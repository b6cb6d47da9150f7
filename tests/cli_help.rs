mod common;

use common::*;

#[test]
fn help_lists_every_command() {
    let env = TestEnv::new();

    let result = env.run(&["--help"]);

    assert_eq!(result.exit_code, 0);
    for command in ["check", "diff", "window", "rules", "suggest-renames"] {
        assert!(result.stdout.contains(command), "missing {command}:\n{}", result.stdout);
    }
}

#[test]
fn check_requires_both_snapshots() {
    let env = TestEnv::new();

    let result = env.run(&["check", "--old", "old.json"]);

    assert_eq!(result.exit_code, 2);
    assert!(result.stderr.contains("--new"));
}
//! Property tests for deprecation window arithmetic.

use proptest::prelude::*;

use apiwarden::{DeprecationWindowTracker, ReleaseVersion};

proptest! {
    #![proptest_config(ProptestConfig {
        cases: 128,
        .. ProptestConfig::default()
    })]

    /// PROPERTY: a symbol is required exactly through `window` minor releases.
    #[test]
    fn property_window_boundary(
        major in 0u64..5,
        minor in 0u64..20,
        window in 0u64..6,
        offset in 0u64..10,
    ) {
        let since = ReleaseVersion::new(major, minor, 0);
        let current = ReleaseVersion::new(major, minor + offset, 0);

        let status = DeprecationWindowTracker::new(window).status(&since, &current);

        prop_assert_eq!(status.still_required, offset <= window);
        prop_assert_eq!(status.earliest_removal, ReleaseVersion::new(major, minor + window + 1, 0));
    }

    /// PROPERTY: any later major release permits removal.
    #[test]
    fn property_later_major_permits_removal(
        major in 0u64..5,
        minor in 0u64..20,
        window in 0u64..6,
        bump in 1u64..3,
    ) {
        let since = ReleaseVersion::new(major, minor, 0);
        let current = ReleaseVersion::new(major + bump, 0, 0);

        let status = DeprecationWindowTracker::new(window).status(&since, &current);

        prop_assert!(!status.still_required);
    }
}
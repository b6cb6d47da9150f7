//! Configuration loading

use std::fs;
use std::path::{Path, PathBuf};

use crate::domain::value_objects::ConfigWarning;
use crate::error::{WardenError, WardenResult};

use super::types::Config;

/// Project configuration file name, looked up in the working directory
pub const PROJECT_CONFIG_FILE: &str = "apiwarden.toml";

/// Load configuration and collect non-fatal warnings (e.g. unknown keys).
pub fn load_with_warnings(path: &Path) -> WardenResult<(Config, Vec<ConfigWarning>)> {
    let content = fs::read_to_string(path).map_err(|e| WardenError::Parse {
        file: path.to_path_buf(),
        message: e.to_string(),
    })?;
    parse_with_warnings(&content, path)
}

/// Parse configuration content that was read from `path`
pub fn parse_with_warnings(content: &str, path: &Path) -> WardenResult<(Config, Vec<ConfigWarning>)> {
    let mut unknown_paths: Vec<String> = Vec::new();
    let deserializer = toml::de::Deserializer::new(content);

    let config: Config = serde_ignored::deserialize(deserializer, |p| {
        unknown_paths.push(p.to_string());
    })
    .map_err(|e| WardenError::Parse {
        file: path.to_path_buf(),
        message: e.to_string(),
    })?;

    let warnings = unknown_paths
        .into_iter()
        .map(|path_str| {
            let key = path_str
                .split('.')
                .next_back()
                .unwrap_or(path_str.as_str())
                .to_string();
            ConfigWarning {
                key: key.clone(),
                file: path.to_path_buf(),
                line: find_line_number(content, &key),
                suggestion: suggest_key(&key),
            }
        })
        .collect();

    Ok((config, warnings))
}

/// Resolve the configuration file and load it.
///
/// An explicit path must exist. Otherwise the project file is used when
/// present, then `<user_config_dir>/apiwarden/config.toml`, then defaults.
pub fn load_layered(
    explicit: Option<&Path>,
    project_root: &Path,
    user_config_dir: Option<&Path>,
) -> WardenResult<(Config, Vec<ConfigWarning>)> {
    let (config, warnings) = match resolve_config_path(explicit, project_root, user_config_dir) {
        Some(path) => {
            tracing::debug!(path = %path.display(), "loading configuration");
            load_with_warnings(&path)?
        }
        None => (Config::default(), Vec::new()),
    };

    for warning in &warnings {
        tracing::warn!("{}", warning);
    }

    Ok((with_env_overrides(config, |key| std::env::var(key).ok()), warnings))
}

fn resolve_config_path(
    explicit: Option<&Path>,
    project_root: &Path,
    user_config_dir: Option<&Path>,
) -> Option<PathBuf> {
    if let Some(path) = explicit {
        return Some(path.to_path_buf());
    }

    let project_config = project_root.join(PROJECT_CONFIG_FILE);
    if project_config.exists() {
        return Some(project_config);
    }

    let user_config = user_config_dir?.join("apiwarden/config.toml");
    user_config.exists().then_some(user_config)
}

/// Apply environment variable overrides (APIWARDEN_* prefix)
pub fn with_env_overrides(mut config: Config, get_env: impl Fn(&str) -> Option<String>) -> Config {
    // APIWARDEN_WINDOW
    if let Some(raw) = get_env("APIWARDEN_WINDOW") {
        match raw.trim().parse::<u64>() {
            Ok(window) => config.policy.window = window,
            Err(_) => tracing::warn!(value = %raw, "ignoring invalid APIWARDEN_WINDOW"),
        }
    }

    // APIWARDEN_EXCLUDE (comma-separated)
    if let Some(raw) = get_env("APIWARDEN_EXCLUDE") {
        config.scope.exclude = raw
            .split(',')
            .map(str::trim)
            .filter(|p| !p.is_empty())
            .map(str::to_string)
            .collect();
    }

    config
}

fn find_line_number(content: &str, needle: &str) -> Option<usize> {
    content
        .lines()
        .position(|line| line.contains(needle))
        .map(|i| i + 1)
}

fn suggest_key(unknown: &str) -> Option<String> {
    const CANDIDATES: &[&str] = &[
        "policy",
        "rules",
        "window",
        "scope",
        "exclude",
        "include_non_public",
        "output",
        "color",
    ];

    let mut best: Option<(&str, usize)> = None;
    for &candidate in CANDIDATES {
        let dist = levenshtein(unknown, candidate);
        best = match best {
            None => Some((candidate, dist)),
            Some((_, best_dist)) if dist < best_dist => Some((candidate, dist)),
            Some(current) => Some(current),
        };
    }

    match best {
        Some((candidate, dist)) if dist <= 2 => Some(candidate.to_string()),
        _ => None,
    }
}

fn levenshtein(a: &str, b: &str) -> usize {
    if a == b {
        return 0;
    }

    let a_bytes = a.as_bytes();
    let b_bytes = b.as_bytes();

    let mut prev: Vec<usize> = (0..=b_bytes.len()).collect();
    let mut curr = vec![0usize; b_bytes.len() + 1];

    for (i, &ac) in a_bytes.iter().enumerate() {
        curr[0] = i + 1;
        for (j, &bc) in b_bytes.iter().enumerate() {
            let cost = usize::from(ac != bc);
            curr[j + 1] = (prev[j + 1] + 1).min(curr[j] + 1).min(prev[j] + cost);
        }
        prev.clone_from_slice(&curr);
    }

    prev[b_bytes.len()]
}
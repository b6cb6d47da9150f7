//! Property tests for diffing and classification.

use std::collections::BTreeMap;

use proptest::prelude::*;

use apiwarden::{
    ApiSymbol, ChangeKind, ChangeSet, PolicyEngine, ReleaseVersion, RuleId, Snapshot,
    SnapshotDiffer, SymbolKind, SymbolPath, Verdict,
};

fn kind() -> impl Strategy<Value = SymbolKind> {
    prop_oneof![
        Just(SymbolKind::Module),
        Just(SymbolKind::Method),
        Just(SymbolKind::Option),
        Just(SymbolKind::Parameter),
    ]
}

fn path() -> impl Strategy<Value = String> {
    (
        prop::sample::select(vec!["pants/goal", "pants/engine", "pants/engine/exp", "contrib/node"]),
        prop::option::of(prop::sample::select(vec!["run", "run.verbose", "fail_fast", "colors", "level"])),
    )
        .prop_map(|(module, member)| match member {
            Some(member) => format!("{module}::{member}"),
            None => module.to_string(),
        })
}

#[derive(Debug, Clone)]
struct Shape {
    kind: SymbolKind,
    public: bool,
    params: Vec<&'static str>,
    tag: Option<&'static str>,
    /// Minor of a 1.x deprecation, valid for both snapshots of `pair()`
    deprecated: Option<u64>,
}

fn shape() -> impl Strategy<Value = Shape> {
    (
        kind(),
        prop::bool::weighted(0.9),
        prop::sample::subsequence(vec!["a", "b", "c"], 0..=3),
        prop::option::of(prop::sample::select(vec!["v1", "v2"])),
        prop::option::weighted(0.3, 0u64..=4),
    )
        .prop_map(|(kind, public, params, tag, deprecated)| Shape {
            kind,
            public,
            params,
            tag,
            deprecated,
        })
}

fn build(path: &str, shape: &Shape) -> ApiSymbol {
    let mut symbol = ApiSymbol::new(SymbolPath::new(path).unwrap(), shape.kind).with_public(shape.public);
    if shape.kind == SymbolKind::Method {
        symbol = symbol.with_params(shape.params.iter().copied());
    }
    if let Some(tag) = shape.tag {
        symbol = symbol.with_behavior_tag(tag);
    }
    if let Some(minor) = shape.deprecated {
        symbol = symbol.with_deprecated_since(ReleaseVersion::new(1, minor, 0));
    }
    symbol
}

fn snapshot(version: ReleaseVersion) -> impl Strategy<Value = Snapshot> {
    prop::collection::btree_map(path(), shape(), 0..12).prop_map(move |symbols: BTreeMap<_, _>| {
        let symbols = symbols.iter().map(|(path, shape)| build(path, shape)).collect();
        Snapshot::new(version.clone(), symbols).unwrap()
    })
}

fn pair() -> impl Strategy<Value = (Snapshot, Snapshot)> {
    (snapshot(ReleaseVersion::new(1, 4, 0)), snapshot(ReleaseVersion::new(1, 5, 0)))
}

/// Valid rename annotations: vanished symbols paired with same-kind newcomers,
/// each candidate kept or dropped by `mask`
fn renames_between(old: &Snapshot, new: &Snapshot, mask: &[bool]) -> ChangeSet {
    let mut targets: Vec<&ApiSymbol> = new
        .symbols()
        .filter(|s| !old.contains(s.path.as_str()))
        .collect();
    let mut changes = ChangeSet::new();
    let mut picks = mask.iter().copied().cycle();

    for source in old.symbols().filter(|s| !new.contains(s.path.as_str())) {
        let Some(index) = targets.iter().position(|t| t.kind == source.kind) else {
            continue;
        };
        if picks.next().unwrap_or(false) {
            let target = targets.remove(index);
            changes = changes.with_rename(source.path.clone(), target.path.clone());
        }
    }
    changes
}

fn annotated_pair() -> impl Strategy<Value = (Snapshot, Snapshot, ChangeSet)> {
    (pair(), prop::collection::vec(any::<bool>(), 1..8)).prop_map(|((old, new), mask)| {
        let changes = renames_between(&old, &new, &mask);
        (old, new, changes)
    })
}

proptest! {
    #![proptest_config(ProptestConfig {
        cases: 128,
        .. ProptestConfig::default()
    })]

    /// PROPERTY: every detected change is either excluded or gets exactly one verdict.
    #[test]
    fn property_classification_is_total((old, new, renames) in annotated_pair()) {
        let changes = SnapshotDiffer::new().diff(&old, &new, &renames).unwrap();
        let total = changes.len();

        let evaluation = PolicyEngine::default().evaluate(changes, new.version());

        prop_assert_eq!(evaluation.entries.len() + evaluation.excluded, total);
    }

    /// PROPERTY: additions never produce a Disallowed verdict.
    #[test]
    fn property_additions_are_never_disallowed((old, new) in pair()) {
        let changes = SnapshotDiffer::new().diff(&old, &new, &ChangeSet::default()).unwrap();
        let evaluation = PolicyEngine::default().evaluate(changes, new.version());

        for entry in &evaluation.entries {
            if matches!(entry.change.kind, ChangeKind::Added | ChangeKind::ParamAdded) {
                prop_assert_eq!(&entry.verdict, &Verdict::Allowed);
            }
        }
    }

    /// PROPERTY: dropping a parameter of an in-scope method is always rejected.
    #[test]
    fn property_param_removal_is_disallowed((old, new) in pair()) {
        let changes = SnapshotDiffer::new().diff(&old, &new, &ChangeSet::default()).unwrap();
        let evaluation = PolicyEngine::default().evaluate(changes, new.version());

        for entry in &evaluation.entries {
            if entry.change.kind == ChangeKind::ParamRemoved {
                prop_assert_eq!(&entry.verdict, &Verdict::Disallowed);
                prop_assert_eq!(entry.rule, RuleId::ParamRemoval);
            }
        }
    }

    /// PROPERTY: excluded and non-public symbols never reach a verdict.
    #[test]
    fn property_excluded_symbols_are_never_reported((old, new) in pair()) {
        let changes = SnapshotDiffer::new().diff(&old, &new, &ChangeSet::default()).unwrap();
        let evaluation = PolicyEngine::default().evaluate(changes, new.version());

        for entry in &evaluation.entries {
            for side in entry.change.sides() {
                prop_assert!(side.public);
                prop_assert!(!side.path.module_path().split('/').any(|segment| segment == "exp"));
            }
        }
    }

    /// PROPERTY: evaluation is deterministic for identical inputs.
    #[test]
    fn property_evaluation_is_idempotent((old, new, renames) in annotated_pair()) {
        let differ = SnapshotDiffer::new();
        let engine = PolicyEngine::default();

        let first = engine.evaluate(differ.diff(&old, &new, &renames).unwrap(), new.version());
        let second = engine.evaluate(differ.diff(&old, &new, &renames).unwrap(), new.version());

        prop_assert_eq!(first, second);
    }

    /// PROPERTY: a deprecated symbol that loses its identity is judged by its window.
    #[test]
    fn property_deprecated_identity_loss_uses_window((old, new, renames) in annotated_pair()) {
        let changes = SnapshotDiffer::new().diff(&old, &new, &renames).unwrap();
        let evaluation = PolicyEngine::default().evaluate(changes, new.version());

        for entry in &evaluation.entries {
            let deprecated = entry.change.old.as_ref().is_some_and(|s| s.is_deprecated());
            if deprecated && entry.change.kind.drops_identity() {
                prop_assert!(
                    matches!(entry.rule, RuleId::DeprecatedRemoval | RuleId::WindowViolation),
                    "{} {} got {}",
                    entry.change.path,
                    entry.change.kind,
                    entry.rule
                );
            }
        }
    }

    /// PROPERTY: window-decided verdicts carry a window that agrees with them.
    #[test]
    fn property_window_verdicts_carry_status((old, new, renames) in annotated_pair()) {
        let changes = SnapshotDiffer::new().diff(&old, &new, &renames).unwrap();
        let evaluation = PolicyEngine::default().evaluate(changes, new.version());

        for entry in &evaluation.entries {
            match entry.rule {
                RuleId::WindowViolation => {
                    prop_assert_eq!(&entry.verdict, &Verdict::Disallowed);
                    let window = entry.window.as_ref();
                    prop_assert!(window.is_some_and(|w| w.still_required));
                }
                RuleId::DeprecatedRemoval => {
                    prop_assert_eq!(&entry.verdict, &Verdict::Allowed);
                    let window = entry.window.as_ref();
                    prop_assert!(window.is_some_and(|w| !w.still_required));
                }
                _ => {}
            }
        }
    }

    /// PROPERTY: a snapshot compared with itself has no changes.
    #[test]
    fn property_self_diff_is_empty(snapshot in snapshot(ReleaseVersion::new(2, 0, 0))) {
        let changes = SnapshotDiffer::new().diff(&snapshot, &snapshot, &ChangeSet::default()).unwrap();
        prop_assert!(changes.is_empty());
    }
}
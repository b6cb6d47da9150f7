//! Domain Layer
//!
//! The core of apiwarden: snapshot diffing and policy evaluation without
//! I/O dependencies.
//!
//! ## Structure
//!
//! - `entities/` - Snapshots, symbols, change records and change sets
//! - `value_objects/` - Immutable value types (SymbolPath, ReleaseVersion, RuleId)
//! - `services/` - Differ, PolicyEngine, DeprecationWindowTracker, RenameSuggester
//! - `policies/` - Rule catalog and exclusion scope
//! - `ports/` - Interface definitions for infrastructure
//!
//! ## Design Principles
//!
//! 1. **No I/O** - This layer never touches the file system directly
//! 2. **Pure Functions** - Services are stateless and testable
//! 3. **Ports & Adapters** - All I/O goes through trait-defined ports

pub mod entities;
pub mod policies;
pub mod ports;
pub mod services;
pub mod value_objects;
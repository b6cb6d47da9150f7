//! Infrastructure Layer
//!
//! Concrete implementations of domain ports.
//! This layer handles all I/O operations.
//!
//! ## Structure
//!
//! - `repositories/` - Snapshot (JSON/YAML) and change set (TOML) loaders

pub mod repositories;

pub use repositories::{FileSnapshotSource, SnapshotFormat, TomlChangeSetSource};
//! Command handlers
//!
//! Each handler returns the process exit code; `main` only maps `Err` to a
//! configuration failure.

use std::path::PathBuf;

use apiwarden::config::Config;
use apiwarden::WardenResult;

use crate::cli::ColorWhen;
use crate::ui::context::UiContext;

pub mod check;
pub mod diff;
pub mod rules;
pub mod suggest;
pub mod window;

/// Flags shared by every subcommand
#[derive(Debug, Clone)]
pub struct GlobalArgs {
    pub json: bool,
    pub color: Option<ColorWhen>,
    pub verbose: u8,
    pub config: Option<PathBuf>,
}

impl GlobalArgs {
    pub fn ui(&self, config: &Config) -> UiContext {
        UiContext::new(self.json, self.verbose, self.color, config)
    }

    /// Configuration for the current directory, honoring `--config`.
    ///
    /// Unknown keys are logged as warnings by the loader.
    pub fn load_config(&self) -> WardenResult<Config> {
        let cwd = std::env::current_dir()?;
        let (config, _warnings) = Config::load_layered(self.config.as_deref(), &cwd)?;
        Ok(config)
    }
}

==========

### [INSTRUCTIONS FOR THE TASK]
Considering the records line by line, how many lines hold the string "explicit"? Say only the number.

### [WRITTEN RESPONSE]
5